I was horrified at the empathy provoked toward drug addicts in your Sept. 11 article “Giving Junkies the Needle.”

Whatever happened to the “war on drugs”—the catch phrase of the ’80s? Remember the commercial with the grisly fried egg that popped and spewed in a cast-iron pan and the voice-over that said, “This is your brain on drugs. Any questions?”

These phrases, commonly tossed around in the ’80s, and their well-intended goals, lost mainstream financial support in favor of a more a trendy ’90s disease—AIDS.

The national obsession with AIDS has in fact overshadowed and absorbed the spotlight for drug rehabilitation. The needle-exchange program creates stumbling blocks in front of progress, to the point that we ignore that this solution contributes to the passé problem—drug abuse.
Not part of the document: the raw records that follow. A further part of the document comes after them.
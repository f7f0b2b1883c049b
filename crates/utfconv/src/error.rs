use core::fmt;

use thiserror::Error;

/// A positioned conversion failure.
///
/// The position is a plain offset, so the error can outlive the buffer and
/// the decoder that produced it.
#[derive(Error, Debug, Clone, Copy, PartialEq, Eq)]
#[cfg_attr(any(test, feature = "serde"), derive(serde::Serialize, serde::Deserialize))]
#[error("{kind} at {position}")]
pub struct UtfError {
    pub(crate) kind: ErrorKind,
    pub(crate) position: Position,
}

impl UtfError {
    pub(crate) fn at_source(kind: ErrorKind, offset: usize) -> Self {
        Self {
            kind,
            position: Position::Source(offset),
        }
    }

    pub(crate) fn at_destination(kind: ErrorKind, offset: usize) -> Self {
        Self {
            kind,
            position: Position::Destination(offset),
        }
    }

    /// What went wrong.
    #[must_use]
    pub fn kind(&self) -> ErrorKind {
        self.kind
    }

    /// Where it went wrong.
    #[must_use]
    pub fn position(&self) -> Position {
        self.position
    }

    /// The offset of [`Self::position`], regardless of which side it refers
    /// to.
    #[must_use]
    pub fn offset(&self) -> usize {
        match self.position {
            Position::Source(n) | Position::Destination(n) => n,
        }
    }
}

/// The cause of a [`UtfError`].
#[derive(Error, Debug, Clone, Copy, PartialEq, Eq, Hash)]
#[cfg_attr(any(test, feature = "serde"), derive(serde::Serialize, serde::Deserialize))]
pub enum ErrorKind {
    /// A continuation byte or a reserved value was found where a sequence
    /// should start.
    #[error("invalid header byte")]
    InvalidHeader,
    /// The header announces more trailing bytes than remain in the input.
    #[error("truncated sequence")]
    TruncatedSequence,
    /// A trailing byte lies outside `0x80..=0xBF`.
    #[error("invalid trailing byte")]
    InvalidTrailingByte,
    /// A value above U+10FFFF.
    #[error("code point out of range")]
    CodePointOutOfRange,
    /// A fixed-capacity sink refused a value.
    #[error("destination full")]
    DestinationFull,
}

/// Which sequence an error offset refers to.
///
/// Source offsets count bytes for UTF-8 input and elements for code point
/// input. Destination offsets count the values written before the failure.
#[derive(Debug, Clone, Copy, PartialEq, Eq, Hash)]
#[cfg_attr(any(test, feature = "serde"), derive(serde::Serialize, serde::Deserialize))]
pub enum Position {
    /// Offset into the input.
    Source(usize),
    /// Offset into the output.
    Destination(usize),
}

impl fmt::Display for Position {
    fn fmt(&self, f: &mut fmt::Formatter<'_>) -> fmt::Result {
        match self {
            Self::Source(n) => write!(f, "source offset {n}"),
            Self::Destination(n) => write!(f, "destination offset {n}"),
        }
    }
}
And as a Band-Aid solution to prevent the infection of more people with AIDS, needle vans roam the streets and offer free syringes to drug addicts—even at the risk of keeping the junkies hooked.
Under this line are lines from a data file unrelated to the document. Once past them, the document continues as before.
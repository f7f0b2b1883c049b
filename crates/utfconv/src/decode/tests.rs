use alloc::{collections::VecDeque, format, vec::Vec};

use rstest::rstest;

use super::*;
use crate::{
    error::Position,
    options::HeaderPolicy,
    source::DequeSource,
};

fn err_at(kind: ErrorKind, offset: usize) -> UtfError {
    UtfError::at_source(kind, offset)
}

fn decode_all(bytes: &[u8]) -> Vec<Result<u32, UtfError>> {
    decode_range(bytes).into_iter().collect()
}

#[rstest]
#[case(b"\xC2\x80", 0x80)]
#[case(b"\xDF\xBF", 0x7FF)]
#[case(b"\xE0\xA0\x80", 0x800)]
#[case(b"\xEF\xBF\xBF", 0xFFFF)]
#[case(b"\xED\xA0\x80", 0xD800)]
#[case(b"\xF0\x90\x80\x80", 0x1_0000)]
#[case(b"\xF4\x8F\xBF\xBF", 0x10_FFFF)]
fn decodes_boundary_sequences(#[case] bytes: &[u8], #[case] expected: u32) {
    let decoder = Utf8Decoder::new(SliceSource::new(bytes));
    assert_eq!(
        decoder.peek(),
        Some(Ok(Decoded {
            code_point: expected,
            len: bytes.len()
        }))
    );
    assert_eq!(decode_all(bytes), [Ok(expected)]);
}

#[rstest]
#[case(b"\x80", err_at(ErrorKind::InvalidHeader, 0))]
#[case(b"\xBF\x80", err_at(ErrorKind::InvalidHeader, 0))]
#[case(b"\xF8\x88\x80\x80\x80", err_at(ErrorKind::InvalidHeader, 0))]
#[case(b"\xFF", err_at(ErrorKind::InvalidHeader, 0))]
#[case(b"\xC2", err_at(ErrorKind::TruncatedSequence, 0))]
#[case(b"\xF0\x90\x80", err_at(ErrorKind::TruncatedSequence, 0))]
#[case(b"\xC2\xFF", err_at(ErrorKind::InvalidTrailingByte, 1))]
#[case(b"\xE0\xA0\x41", err_at(ErrorKind::InvalidTrailingByte, 2))]
#[case(b"\xF0\x90\xC0\x80", err_at(ErrorKind::InvalidTrailingByte, 2))]
#[case(b"\xF4\x90\x80\x80", err_at(ErrorKind::CodePointOutOfRange, 0))]
#[case(b"\xF7\xBF\xBF\xBF", err_at(ErrorKind::CodePointOutOfRange, 0))]
fn rejects_malformed_sequences(#[case] bytes: &[u8], #[case] expected: UtfError) {
    assert_eq!(decode_all(bytes), [Err(expected)]);
}

#[test]
fn truncation_is_reported_before_trailing_bytes() {
    // The second byte is not a continuation byte, but the sequence is also
    // too short: length is checked first.
    assert_eq!(
        decode_all(b"\xE2\x41"),
        [Err(err_at(ErrorKind::TruncatedSequence, 0))]
    );
}

#[test]
fn ascii_passthrough() {
    for b in 0x00..=0x7Fu8 {
        let bytes = [b];
        let decoder = Utf8Decoder::new(SliceSource::new(&bytes));
        assert_eq!(
            decoder.peek(),
            Some(Ok(Decoded {
                code_point: u32::from(b),
                len: 1
            }))
        );
    }
}

#[test]
fn peek_is_idempotent() {
    let bytes = "\u{20AC}x".as_bytes();
    let decoder = Utf8Decoder::new(SliceSource::new(bytes));
    let first = decoder.peek();
    for _ in 0..4 {
        assert_eq!(decoder.peek(), first);
    }
    assert_eq!(decoder.position(), 0);

    let bad = Utf8Decoder::new(SliceSource::new(b"\xC2\xFF"));
    assert_eq!(bad.peek(), bad.peek());
    assert_eq!(bad.position(), 0);
}

#[test]
fn advance_moves_by_sequence_length() {
    let bytes = "a\u{E9}\u{20AC}\u{1F600}".as_bytes();
    let mut decoder = Utf8Decoder::new(SliceSource::new(bytes));
    let mut positions = Vec::new();
    while !decoder.is_end() {
        positions.push(decoder.position());
        decoder.advance().unwrap();
    }
    assert_eq!(positions, [0, 1, 3, 6]);
    // Advancing at the end is a no-op.
    decoder.advance().unwrap();
    assert_eq!(decoder.position(), bytes.len());
}

#[test]
fn advance_fails_in_place() {
    let mut decoder = Utf8Decoder::new(SliceSource::new(b"a\xC2\xFF"));
    decoder.advance().unwrap();
    let err = decoder.advance().unwrap_err();
    assert_eq!(err, err_at(ErrorKind::InvalidTrailingByte, 2));
    assert_eq!(decoder.position(), 1);
}

#[test]
fn iterator_halts_after_error() {
    let mut it = decode_range(b"a\x80b").into_iter();
    assert_eq!(it.next(), Some(Ok(0x61)));
    assert_eq!(it.next(), Some(Err(err_at(ErrorKind::InvalidHeader, 1))));
    assert_eq!(it.next(), None);
    assert_eq!(it.next(), None);
    assert_eq!(it.position(), 1);
}

#[test]
fn resync_skips_to_next_header() {
    let mut it = decode_range(b"a\xE2\x82\xFFz\x80\x80").into_iter();
    assert_eq!(it.next(), Some(Ok(0x61)));
    assert_eq!(
        it.next(),
        Some(Err(err_at(ErrorKind::InvalidTrailingByte, 3)))
    );
    // 0xE2 is skipped, then 0x82 is a continuation byte and is skipped too.
    // 0xFF is not a header either, so the cursor lands on 'z'.
    assert_eq!(it.resync(), 3);
    assert_eq!(it.position(), 4);
    assert_eq!(it.next(), Some(Ok(0x7A)));
    assert_eq!(it.next(), Some(Err(err_at(ErrorKind::InvalidHeader, 5))));
    assert_eq!(it.resync(), 2);
    assert!(it.is_end());
    assert_eq!(it.next(), None);
    assert_eq!(it.resync(), 0);
}

#[test]
fn equality_compares_cursors() {
    let range = decode_range("ab");
    let mut a = range.iter();
    let b = range.iter();
    assert_eq!(a, b);
    a.next();
    assert_ne!(a, b);
    a.next();
    assert_eq!(a, range.end());
}

#[test]
fn range_is_restartable() {
    let range = decode_range("h\u{E9}\u{1F600}");
    let first: Vec<_> = range.iter().collect();
    let second: Vec<_> = range.iter().collect();
    assert_eq!(first, second);
    assert_eq!(first.len(), 3);
    assert_eq!(range.byte_len(), 7);
}

#[test]
fn end_of_empty_range_is_begin() {
    let range = decode_range(b"");
    assert_eq!(range.iter(), range.end());
    assert!(range.iter().is_end());
    assert_eq!(range.iter().peek(), None);
}

#[test]
fn decodes_across_ring_wrap() {
    let text = "\u{1F600}\u{20AC}";
    let mut ring: VecDeque<u8> = VecDeque::with_capacity(8);
    // Rotate so the encoded text straddles the ring boundary.
    ring.extend([0u8; 6]);
    for _ in 0..6 {
        ring.pop_front();
    }
    ring.extend(text.as_bytes());

    let range = Utf8Range::from_source(DequeSource::new(&ring), DecodeOptions::default());
    let got: Vec<_> = range.iter().collect();
    assert_eq!(got, [Ok(0x1F600), Ok(0x20AC)]);
}

#[test]
fn leading_ones_admits_legacy_forms() {
    let options = DecodeOptions {
        header_policy: HeaderPolicy::LeadingOnes,
    };
    // Overlong five-byte spelling of 'A'.
    let bytes = b"\xF8\x80\x80\x81\x81";
    let got: Vec<_> = Utf8Range::with_options(bytes, options).iter().collect();
    assert_eq!(got, [Ok(0x41)]);

    // Still bounded by U+10FFFF.
    let bytes = b"\xFD\xBF\xBF\xBF\xBF\xBF";
    let got: Vec<_> = Utf8Range::with_options(bytes, options).iter().collect();
    assert_eq!(got, [Err(err_at(ErrorKind::CodePointOutOfRange, 0))]);

    // 0xFE has seven leading ones.
    let got: Vec<_> = Utf8Range::with_options(b"\xFE", options).iter().collect();
    assert_eq!(got, [Err(err_at(ErrorKind::InvalidHeader, 0))]);
}

#[test]
fn matches_bstr_on_valid_utf8() {
    let text = "ASCII, \u{E9}\u{E8}, \u{4E2D}\u{6587}, \u{1F600}\u{1F30D}, \u{10FFFF}";
    let mut rest = text.as_bytes();
    let mut expected = Vec::new();
    while !rest.is_empty() {
        let (ch, len) = bstr::decode_utf8(rest);
        expected.push(Ok(u32::from(ch.unwrap())));
        rest = &rest[len..];
    }
    assert_eq!(decode_all(text.as_bytes()), expected);
}

#[test]
fn error_positions_are_source_offsets() {
    let err = decode_all(b"abc\xF0\x90\x80")
        .pop()
        .unwrap()
        .unwrap_err();
    assert_eq!(err.position(), Position::Source(3));
}

#[test]
fn debug_shows_remaining_bytes() {
    let mut it = decode_range(b"a\xFF").into_iter();
    it.next();
    insta::assert_snapshot!(
        format!("{it:?}"),
        @r#"Utf8Decoder { src: SliceSource { pos: 1, rest: "\xff" }, halted: false, .. }"#
    );
}

fn assert_size_hint_holds<S: ByteSource + Clone>(decoder: Utf8Decoder<S>) {
    let (lower, upper) = decoder.size_hint();
    let count = decoder.count();
    assert!(lower <= count, "lower bound {lower} > {count} items");
    assert!(upper.is_none_or(|upper| count <= upper), "{count} items > {upper:?}");
}

#[test]
fn size_hint_bounds_the_item_count() {
    // Halts after the first error despite the trailing ASCII.
    assert_size_hint_holds(decode_range(b"\x80abcdefg").into_iter());
    assert_size_hint_holds(decode_range("\u{1F600}\u{1F600}").into_iter());
    assert_size_hint_holds(decode_range(b"").into_iter());

    let options = DecodeOptions {
        header_policy: HeaderPolicy::LeadingOnes,
    };
    // One six-byte legacy sequence.
    let legacy = Utf8Range::with_options(b"\xFC\x80\x80\x80\x81\x80", options);
    assert_eq!(legacy.iter().count(), 1);
    assert_size_hint_holds(legacy.iter());

    let mut it = decode_range(b"\x80a").into_iter();
    it.next();
    assert_eq!(it.size_hint(), (0, Some(0)));
}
But supplying needles to drug addicts is done under the assumption that the drug user, someone whose mind is clouded with drugs, will practice good judgment and use the clean needles. Why give them so much power?

The problem with temporary solutions, like needle exchange, is that they never answer the real question. What happens when AIDS gets boring and a new, even deadlier, disease storms into our lives? Will AIDS then be passé, too?

Needle exchange undeniably reduces the spread of AIDS, but the program also puts stumbling blocks in front of the progress for drug prevention.

And leaves me wondering: Who gave so much power to the treatment of AIDS?